今回の2作で、神保は1年に合計5作のソロアルバムをリリースしたことになる。それだけでも偉業だが、加えて新作のたび魅力で魅力を塗り替えるのが神保だ。
「今回の作品は、シフトを変えてみようということになりました。そこで出てきたキーワードのひとつがAOR(Adult Oriented Rock)。これまでのアルバムはラテンやファンクがベースでしたが、自分が学生バンドからプロになる過渡期に大きな影響を受けたAORに焦点を当ててみようと思いました」
AORフィーリングにあふれた本作。タイトルチューンの『SORA』は、さわやかで気持ちが晴れ晴れとするような曲に仕上がった。

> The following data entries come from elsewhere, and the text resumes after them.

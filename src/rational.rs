// pluck-synth -- plucked string synthesis from chord charts
// Copyright (C) 2020  Fabian Thorand
//
// This program is free software: you can redistribute it and/or modify
// it under the terms of the GNU General Public License as published by
// the Free Software Foundation.
//
// A copy of the license can be found in the LICENSE file in the root of
// this repository.

//! Exact fractions, the number type underneath all scheduling.
//!
//! Decimal literals such as `0.65` are read exactly as `13/20`, so repeated
//! additions never drift the way binary floats do.

use std::convert::TryFrom;
use std::error::Error;
use std::fmt;
use std::{cmp::Ordering, ops};

/// Underlying integral type for the rational numbers.
type Int = i64;
/// Headroom for intermediate products, which are reduced before storing.
type Wide = i128;

/// A rational number, always fully normalized.
///
/// Because the representation is canonical, the derived `Eq` and `Hash`
/// agree with numeric equality.
#[derive(Debug, Copy, Clone, Eq, PartialEq, Hash)]
pub struct Rational {
    /// Carries the sign of the fraction.
    num: Int,
    /// Always positive.
    denom: Int,
}

impl Rational {
    pub const ZERO: Rational = Rational { num: 0, denom: 1 };

    // ==================== Constructors ====================

    /// Create a new rational from a potentially unnormalized fraction.
    ///
    /// # Panic
    ///
    /// Panics if the denominator is zero.
    ///
    /// # Examples
    ///
    /// ```
    /// # use pluck_synth::rational::*;
    ///
    /// assert_eq!(Rational::new(10, 5), Rational::int(2));
    /// assert_eq!(Rational::new(-6, 8), Rational::new(3, -4));
    /// ```
    pub fn new(num: Int, denom: Int) -> Rational {
        assert_ne!(denom, 0, "Denominator must not be zero");
        Rational::reduce(num.into(), denom.into()).unwrap_or_else(overflow)
    }

    /// Normalize a fraction, or `None` if the reduced fraction does not fit.
    fn reduce(num: Wide, denom: Wide) -> Option<Rational> {
        if denom == 0 {
            return None;
        }
        let div = gcd_wide(num, denom);
        let num = if (num < 0) != (denom < 0) {
            -(num.abs() / div)
        } else {
            num.abs() / div
        };
        Some(Rational {
            num: Int::try_from(num).ok()?,
            denom: Int::try_from(denom.abs() / div).ok()?,
        })
    }

    pub const fn int(int: Int) -> Rational {
        Rational { num: int, denom: 1 }
    }

    pub const fn one() -> Rational {
        Rational::int(1)
    }

    /// The value `mantissa * 10^-scale`, or `None` if the power of ten
    /// does not fit the underlying integer.
    ///
    /// ```
    /// # use pluck_synth::rational::*;
    /// assert_eq!(Rational::decimal(65, 2), Some(Rational::new(13, 20)));
    /// assert_eq!(Rational::decimal(-5, 1), Some(Rational::new(-1, 2)));
    /// assert_eq!(Rational::decimal(1, 40), None);
    /// ```
    pub fn decimal(mantissa: Int, scale: u32) -> Option<Rational> {
        let denom = (10 as Int).checked_pow(scale)?;
        Some(Rational::new(mantissa, denom))
    }

    // ==================== Rounding ====================

    /// Round towards negative infinity.
    ///
    /// ```
    /// # use pluck_synth::rational::*;
    /// assert_eq!(Rational::new(5, 2).floor(), 2);
    /// assert_eq!(Rational::new(-5, 2).floor(), -3);
    /// assert_eq!(Rational::int(4).floor(), 4);
    /// ```
    pub fn floor(self) -> Int {
        self.num.div_euclid(self.denom)
    }

    /// Round to the closest integer, ties to even.
    ///
    /// This matches how exact decimal arithmetic rounds, so sample offsets
    /// computed from the same time always land on the same sample.
    ///
    /// ```
    /// # use pluck_synth::rational::*;
    /// assert_eq!(Rational::new(5, 2).round(), 2);
    /// assert_eq!(Rational::new(7, 2).round(), 4);
    /// assert_eq!(Rational::new(-5, 2).round(), -2);
    /// assert_eq!(Rational::new(3, 7).round(), 0);
    /// assert_eq!(Rational::new(4, 7).round(), 1);
    /// assert_eq!(Rational::new(-4, 7).round(), -1);
    /// ```
    pub fn round(self) -> Int {
        // a normalized fraction rounds to a value within the range of its numerator
        round_wide(self.num.into(), self.denom.into()) as Int
    }

    /// `self * factor` rounded like [`Rational::round`], without any
    /// intermediate overflow.
    ///
    /// ```
    /// # use pluck_synth::rational::*;
    /// let third: Rational = "0.3333333333333333".parse().unwrap();
    /// assert_eq!(third.mul_round(44100), 14700);
    /// assert_eq!(Rational::int(i64::MAX).mul_round(4), 4 * i64::MAX as i128);
    /// ```
    pub fn mul_round(self, factor: Int) -> Wide {
        round_wide(Wide::from(self.num) * Wide::from(factor), self.denom.into())
    }

    // ==================== Checked arithmetic ====================

    /// `self + rhs`, or `None` if the result cannot be represented.
    ///
    /// ```
    /// # use pluck_synth::rational::*;
    /// let a: Rational = "0.1234567891234".parse().unwrap();
    /// let b: Rational = "0.3333333333333333".parse().unwrap();
    /// assert_eq!(a.checked_add(b), "0.4567901224567333".parse().ok());
    /// assert_eq!(Rational::int(i64::MAX).checked_add(Rational::one()), None);
    /// ```
    pub fn checked_add(self, rhs: Rational) -> Option<Rational> {
        self.add_scaled(rhs, 1)
    }

    pub fn checked_sub(self, rhs: Rational) -> Option<Rational> {
        self.add_scaled(rhs, -1)
    }

    /// `self + sign * rhs` over the least common denominator.
    fn add_scaled(self, rhs: Rational, sign: Wide) -> Option<Rational> {
        let div = gcd(self.denom, rhs.denom);
        let lhs_factor = Wide::from(rhs.denom / div);
        let rhs_factor = Wide::from(self.denom / div);
        Rational::reduce(
            Wide::from(self.num) * lhs_factor + sign * Wide::from(rhs.num) * rhs_factor,
            Wide::from(self.denom) * lhs_factor,
        )
    }

    /// `self * rhs`, or `None` if the result cannot be represented.
    ///
    /// Common factors are cancelled first, so products whose result fits
    /// never overflow.
    ///
    /// ```
    /// # use pluck_synth::rational::*;
    /// let third: Rational = "0.3333333333333333".parse().unwrap();
    /// assert_eq!(
    ///     third.checked_mul(Rational::int(44100)),
    ///     Some(Rational::new(1_469_999_999_999_999_853, 100_000_000_000_000))
    /// );
    /// assert_eq!(Rational::new(1, i64::MAX).checked_mul(Rational::new(1, 3)), None);
    /// ```
    pub fn checked_mul(self, rhs: Rational) -> Option<Rational> {
        let left = gcd_wide(self.num.into(), rhs.denom.into()).max(1);
        let right = gcd_wide(rhs.num.into(), self.denom.into()).max(1);
        Rational::reduce(
            (Wide::from(self.num) / left) * (Wide::from(rhs.num) / right),
            (Wide::from(self.denom) / right) * (Wide::from(rhs.denom) / left),
        )
    }

    /// `self / rhs`, or `None` if `rhs` is zero or the result cannot be
    /// represented.
    pub fn checked_div(self, rhs: Rational) -> Option<Rational> {
        if rhs.is_zero() {
            return None;
        }
        self.checked_mul(Rational::reduce(rhs.denom.into(), rhs.num.into())?)
    }

    // ==================== Predicates ====================

    pub const fn is_zero(self) -> bool {
        self.num == 0
    }

    pub const fn is_positive(self) -> bool {
        self.num > 0
    }

    // ==================== Destructors ====================

    pub const fn numerator(self) -> Int {
        self.num
    }

    pub const fn denominator(self) -> Int {
        self.denom
    }

    /// Lossy conversion for display and float interop.
    pub fn to_f64(self) -> f64 {
        self.num as f64 / self.denom as f64
    }
}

また、神保にとってAORを代表する一曲であるマイケル・フランクスの1977年の大ヒットチューン『アントニオの歌(Antonio’s Song)』も聴きどころのひとつ。世界最高峰のベーシスト、ネイザン・イーストがベースのみならず、ボーカルも担当している。
「オリジナルアルバムでカバー曲を取り上げるのは、実は今回が初めての試みです。これもシフトを変えてみた一環です」
もうひとつのカバー曲は、パトリース・ラッシェン『Forget Me Nots』(1982年)。

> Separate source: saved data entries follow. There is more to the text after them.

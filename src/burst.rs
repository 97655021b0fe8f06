// pluck-synth -- plucked string synthesis from chord charts
// Copyright (C) 2020  Fabian Thorand
//
// This program is free software: you can redistribute it and/or modify
// it under the terms of the GNU General Public License as published by
// the Free Software Foundation.
//
// A copy of the license can be found in the LICENSE file in the root of
// this repository.

//! Sources of the initial excitation of a string.

use rand::distributions::{Distribution, Uniform};
use rand::rngs::StdRng;
use rand::SeedableRng;

/// Produces the burst of energy a string is plucked with.
///
/// Implementations must return exactly `num_samples` samples. Any closure
/// `FnMut(usize, u32) -> Vec<f64>` is a burst generator, which makes it easy to
/// pluck with a fixed shape.
///
/// ```
/// # use pluck_synth::burst::BurstGenerator;
/// let mut impulse = |n: usize, _rate: u32| {
///     let mut burst = vec![0.0; n];
///     burst[0] = 1.0;
///     burst
/// };
/// assert_eq!(impulse.burst(3, 44100), vec![1.0, 0.0, 0.0]);
/// ```
pub trait BurstGenerator {
    fn burst(&mut self, num_samples: usize, sample_rate: u32) -> Vec<f64>;
}

impl<F: FnMut(usize, u32) -> Vec<f64>> BurstGenerator for F {
    fn burst(&mut self, num_samples: usize, sample_rate: u32) -> Vec<f64> {
        self(num_samples, sample_rate)
    }
}

/// Uniformly distributed noise in `[-1, 1]`.
#[derive(Debug, Clone)]
pub struct WhiteNoise {
    rng: StdRng,
}

impl WhiteNoise {
    /// Noise seeded from the operating system.
    pub fn new() -> Self {
        Self {
            rng: StdRng::from_entropy(),
        }
    }

    /// Noise that is the same on every run.
    pub fn seeded(seed: u64) -> Self {
        Self {
            rng: StdRng::seed_from_u64(seed),
        }
    }
}

impl Default for WhiteNoise {
    fn default() -> Self {
        Self::new()
    }
}

impl BurstGenerator for WhiteNoise {
    fn burst(&mut self, num_samples: usize, _sample_rate: u32) -> Vec<f64> {
        let range = Uniform::new_inclusive(-1.0, 1.0);
        (0..num_samples).map(|_| range.sample(&mut self.rng)).collect()
    }
}

#[cfg(test)]
mod test {
    use super::*;

    #[test]
    fn noise_in_range() {
        let burst = WhiteNoise::new().burst(1000, 44100);
        assert_eq!(burst.len(), 1000);
        assert!(burst.iter().all(|x| (-1.0..=1.0).contains(x)));
        // not all the same value
        assert!(burst.iter().any(|&x| x != burst[0]));
    }

    #[test]
    fn seeded_noise_repeats() {
        let a = WhiteNoise::seeded(7).burst(100, 44100);
        let b = WhiteNoise::seeded(7).burst(100, 44100);
        let c = WhiteNoise::seeded(8).burst(100, 44100);
        assert_eq!(a, b);
        assert_ne!(a, c);
    }

    #[test]
    fn empty_burst() {
        assert!(WhiteNoise::seeded(1).burst(0, 44100).is_empty());
    }
}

「昔の曲をやりたがらないアーティストも多いですし、ましてやセルフカバーではなく人のアルバムでやるわけです。オファーするのに勇気が要りましたが、快諾してもらえました」
ベースはオリジナルトラックでも弾き、ネイザンとともにロサンゼルスのスタジオシーンを代表するフレディ・ワシントン。ドラム以外は、オリジナルメンバーだ。

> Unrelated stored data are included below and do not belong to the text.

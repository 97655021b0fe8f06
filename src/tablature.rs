// pluck-synth -- plucked string synthesis from chord charts
// Copyright (C) 2020  Fabian Thorand
//
// This program is free software: you can redistribute it and/or modify
// it under the terms of the GNU General Public License as published by
// the Free Software Foundation.
//
// A copy of the license can be found in the LICENSE file in the root of
// this repository.

//! Songs written as tablature, and playing them.
//!
//! A song is a JSON document with one or more tracks. Each track names an
//! instrument and a tablature of measures:
//!
//! ```json
//! {
//!   "title": "Chorus",
//!   "tracks": {
//!     "ukulele": {
//!       "instrument": { "tuning": ["A4", "E4", "C4", "G4"], "vibration": 5.0, "damping": 0.498 },
//!       "tablature": {
//!         "beats_per_minute": 75,
//!         "measures": [
//!           { "time_signature": "4/4", "notes": [
//!             { "frets": [0, 0, 0, 3] },
//!             { "frets": [0, 0, 0, 3], "offset": "1/4", "upstroke": true }
//!           ] }
//!         ]
//!       }
//!     }
//!   }
//! }
//! ```
//!
//! The `offset` of a note is the fraction of a whole note since the previous
//! note of the same measure, or since the start of the measure for the first.

use std::collections::BTreeMap;
use std::path::{Path, PathBuf};

use log::{debug, info, trace, warn};
use serde::Deserialize;
use snafu::{ResultExt, Snafu};

use crate::burst::{BurstGenerator, WhiteNoise};
use crate::instrument::{Chord, Instrument, InstrumentError, StringTuning, DEFAULT_DAMPING};
use crate::processing;
use crate::rational::Rational;
use crate::stroke::Velocity;
use crate::synth::{SynthError, Synthesizer};
use crate::temporal::{MeasuredTimeline, Time, TimeError};
use crate::track::AudioTrack;

/// Delay between two strings of a strum when the note does not say otherwise.
pub const DEFAULT_ARPEGGIO_SECONDS: f64 = 0.005;

#[derive(Debug, Snafu)]
pub enum TablatureError {
    #[snafu(display("Could not read song {}: {}", path.display(), source))]
    ReadSong {
        path: PathBuf,
        source: std::io::Error,
    },
    #[snafu(display("Malformed song description: {}", source))]
    ParseSong { source: serde_json::Error },
    #[snafu(display("Track {:?}: beats per minute must be positive", track))]
    InvalidTempo { track: String },
    #[snafu(display("Track {:?}: expected a fraction like 3/4, got {:?}", track, fraction))]
    InvalidFraction { track: String, fraction: String },
    #[snafu(display(
        "Track {:?}: note has {} frets but the tuning has {} strings",
        track,
        actual,
        expected
    ))]
    FretCount {
        track: String,
        expected: usize,
        actual: usize,
    },
    #[snafu(display("Track {:?}: {} out of range: {}", track, what, value))]
    OutOfRange {
        track: String,
        what: &'static str,
        value: f64,
    },
    #[snafu(display("Track {:?}: {}", track, source))]
    InvalidInstrument {
        track: String,
        source: InstrumentError,
    },
    #[snafu(display("Track {:?}: {}", track, source))]
    InvalidTime { track: String, source: TimeError },
    #[snafu(display("Track {:?}: {}", track, source))]
    Synthesis { track: String, source: SynthError },
}

#[derive(Debug, Clone, PartialEq, Deserialize)]
pub struct Song {
    pub title: Option<String>,
    pub artist: Option<String>,
    pub tracks: BTreeMap<String, Track>,
}

#[derive(Debug, Clone, PartialEq, Deserialize)]
pub struct Track {
    /// Where the tablature was transcribed from.
    pub url: Option<String>,
    /// Loudness of the track relative to the others in the mix.
    #[serde(default = "default_weight")]
    pub weight: f64,
    pub instrument: InstrumentSpec,
    pub tablature: Tablature,
}

#[derive(Debug, Clone, PartialEq, Deserialize)]
pub struct InstrumentSpec {
    /// Note names, conventionally starting with the highest string.
    pub tuning: Vec<String>,
    /// Seconds a string rings after being plucked.
    pub vibration: f64,
    #[serde(default = "default_damping")]
    pub damping: f64,
    /// Post-processing effects. Accepted for compatibility but not applied.
    #[serde(default)]
    pub effects: Vec<serde_json::Value>,
}

#[derive(Debug, Clone, PartialEq, Deserialize)]
pub struct Tablature {
    pub beats_per_minute: u32,
    pub measures: Vec<Measure>,
}

#[derive(Debug, Clone, PartialEq, Deserialize)]
pub struct Measure {
    /// Beats per measure and note value of a beat, e.g. `3/4`.
    pub time_signature: String,
    #[serde(default)]
    pub notes: Vec<Note>,
}

#[derive(Debug, Clone, PartialEq, Deserialize)]
pub struct Note {
    /// One entry per string, `null` for strings that are not played.
    pub frets: Vec<Option<u32>>,
    /// Fraction of a whole note since the previous note.
    #[serde(default = "default_offset")]
    pub offset: String,
    #[serde(default)]
    pub upstroke: bool,
    /// Seconds between adjacent strings of the strum.
    #[serde(default = "default_arpeggio")]
    pub arpeggio: f64,
    /// Seconds the strings ring, overriding the instrument.
    pub vibration: Option<f64>,
}

fn default_weight() -> f64 {
    1.0
}

fn default_damping() -> f64 {
    DEFAULT_DAMPING
}

fn default_offset() -> String {
    "0/1".to_owned()
}

fn default_arpeggio() -> f64 {
    DEFAULT_ARPEGGIO_SECONDS
}

impl Song {
    /// Parse and validate a song.
    pub fn from_json(json: &str) -> Result<Song, TablatureError> {
        let song: Song = serde_json::from_str(json).context(ParseSong)?;
        song.validate()?;
        Ok(song)
    }

    pub fn load(path: &Path) -> Result<Song, TablatureError> {
        let json = std::fs::read_to_string(path).context(ReadSong { path })?;
        Self::from_json(&json)
    }

    pub fn validate(&self) -> Result<(), TablatureError> {
        for (name, track) in &self.tracks {
            track.validate(name)?;
        }
        Ok(())
    }
}

impl Track {
    /// Check everything that would otherwise only fail halfway through rendering.
    pub fn validate(&self, name: &str) -> Result<(), TablatureError> {
        if !(self.weight >= 0.0 && self.weight.is_finite()) {
            return Err(TablatureError::OutOfRange {
                track: name.to_owned(),
                what: "weight",
                value: self.weight,
            });
        }
        let instrument = self.instrument.build(name)?;

        for (_, note) in schedule(name, &self.tablature)? {
            if note.frets.len() != instrument.num_strings() {
                return Err(TablatureError::FretCount {
                    track: name.to_owned(),
                    expected: instrument.num_strings(),
                    actual: note.frets.len(),
                });
            }
            if !(note.arpeggio >= 0.0 && note.arpeggio.is_finite()) {
                return Err(TablatureError::OutOfRange {
                    track: name.to_owned(),
                    what: "arpeggio",
                    value: note.arpeggio,
                });
            }
            if let Some(vibration) = note.vibration {
                positive(name, "vibration", vibration)?;
            }
            strum_times(name, note)?;
        }
        Ok(())
    }
}

impl InstrumentSpec {
    pub fn build(&self, track: &str) -> Result<Instrument, TablatureError> {
        positive(track, "vibration", self.vibration)?;
        let vibration = Time::new(self.vibration).context(InvalidTime { track })?;
        let tuning = StringTuning::from_notes(&self.tuning[..]).context(InvalidInstrument { track })?;
        Instrument::new(tuning, vibration, self.damping).context(InvalidInstrument { track })
    }
}

fn positive(track: &str, what: &'static str, value: f64) -> Result<(), TablatureError> {
    if value > 0.0 && value.is_finite() {
        Ok(())
    } else {
        Err(TablatureError::OutOfRange {
            track: track.to_owned(),
            what,
            value,
        })
    }
}

/// Split `N/D` into its unreduced parts, where D must not be zero.
fn parse_fraction(fraction: &str) -> Option<(u32, u32)> {
    let (num, denom) = fraction.split_once('/')?;
    let all_digits = |part: &str| !part.is_empty() && part.bytes().all(|b| b.is_ascii_digit());
    if !all_digits(num) || !all_digits(denom) {
        return None;
    }
    let denom = denom.parse().ok().filter(|&d| d != 0)?;
    Some((num.parse().ok()?, denom))
}

fn fraction(track: &str, fraction: &str) -> Result<(u32, u32), TablatureError> {
    parse_fraction(fraction).ok_or_else(|| TablatureError::InvalidFraction {
        track: track.to_owned(),
        fraction: fraction.to_owned(),
    })
}

/// The instant every note of a tablature starts at, in order.
fn schedule<'a>(
    name: &str,
    tablature: &'a Tablature,
) -> Result<Vec<(Time, &'a Note)>, TablatureError> {
    if tablature.beats_per_minute == 0 {
        return Err(TablatureError::InvalidTempo {
            track: name.to_owned(),
        });
    }
    let beat = Time::from_rational(Rational::new(60, i64::from(tablature.beats_per_minute)));

    let mut notes = Vec::new();
    let mut timeline = MeasuredTimeline::default();
    for (index, measure) in tablature.measures.iter().enumerate() {
        let (beats_per_measure, note_value) = fraction(name, &measure.time_signature)?;
        let measure_length = beat
            .checked_mul(i64::from(beats_per_measure))
            .context(InvalidTime { track: name })?;
        timeline.set_measure(measure_length);
        let whole_note = beat
            .checked_mul(i64::from(note_value))
            .context(InvalidTime { track: name })?;
        debug!(
            "track {:?}: measure {} at {} in {}",
            name,
            index,
            timeline.instant(),
            measure.time_signature
        );

        for note in &measure.notes {
            let (num, denom) = fraction(name, &note.offset)?;
            let offset = whole_note
                .checked_mul(Rational::new(num.into(), denom.into()))
                .context(InvalidTime { track: name })?;
            let instant = timeline
                .checked_advance(offset)
                .context(InvalidTime { track: name })?
                .instant();
            notes.push((instant, note));
        }
        timeline
            .next_measure()
            .context(InvalidTime { track: name })?;
    }
    Ok(notes)
}

/// How a note is strummed and how long its strings ring, if it says so.
fn strum_times(name: &str, note: &Note) -> Result<(Velocity, Option<Time>), TablatureError> {
    let delay = Time::new(note.arpeggio).context(InvalidTime { track: name })?;
    let velocity = if note.upstroke {
        Velocity::up(delay)
    } else {
        Velocity::down(delay)
    };
    let vibration = note
        .vibration
        .map(|seconds| Time::new(seconds))
        .transpose()
        .context(InvalidTime { track: name })?;
    Ok((velocity, vibration))
}

/// Play every note of a track in order and collect the result.
pub fn play_track<B: BurstGenerator>(
    name: &str,
    track: &Track,
    synth: &mut Synthesizer<B>,
) -> Result<AudioTrack, TablatureError> {
    let mut audio = AudioTrack::new(synth.sample_rate());
    for (instant, note) in schedule(name, &track.tablature)? {
        let (velocity, vibration) = strum_times(name, note)?;
        let chord = Chord::new(note.frets.clone());

        trace!("track {:?}: {} at {}", name, chord, instant);
        let samples = synth
            .strum_strings(&chord, velocity, vibration)
            .context(Synthesis { track: name })?;
        audio.add_at(instant, &samples);
    }
    Ok(audio)
}

/// Render all tracks of a song and mix them down to a single normalized buffer.
///
/// With a seed, every track gets its own reproducible noise source.
pub fn render_song(
    song: &Song,
    sample_rate: u32,
    seed: Option<u64>,
) -> Result<Vec<f64>, TablatureError> {
    let mut rendered = Vec::with_capacity(song.tracks.len());
    for (index, (name, track)) in song.tracks.iter().enumerate() {
        if !track.instrument.effects.is_empty() {
            warn!(
                "track {:?}: ignoring {} effects",
                name,
                track.instrument.effects.len()
            );
        }
        let noise = match seed {
            Some(seed) => WhiteNoise::seeded(seed.wrapping_add(index as u64)),
            None => WhiteNoise::new(),
        };
        let instrument = track.instrument.build(name)?;
        let mut synth =
            Synthesizer::with_burst_generator(instrument, noise).with_sample_rate(sample_rate);
        let audio = play_track(name, track, &mut synth)?;
        info!(
            "rendered track {:?}: {:.2} seconds",
            name,
            audio.duration().as_secs_f64()
        );
        rendered.push((track.weight, audio));
    }

    let tracks: Vec<(f64, &[f64])> = rendered
        .iter()
        .map(|(weight, audio)| (*weight, audio.samples()))
        .collect();
    Ok(processing::mix_down(&tracks))
}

ほかにもジェフ・ローバー(ピアノ)ら豪華ミュージシャンがレコーディングに参加している。いずれも神保とは親交が厚い面々であり、長きにわたって最先端を走り続けてきた彼の音楽活動の幅広さと奥深さを、ここにも垣間見ることができる。
一方のアルバム『アメアガリ』は、自身のドラムとプログラミングによるソロアルバム。革新的チャレンジに満ちた書下ろし11曲が収録されている。“正しくずっこける”がマイブームだといい、本作にもその魅力が詰まっている。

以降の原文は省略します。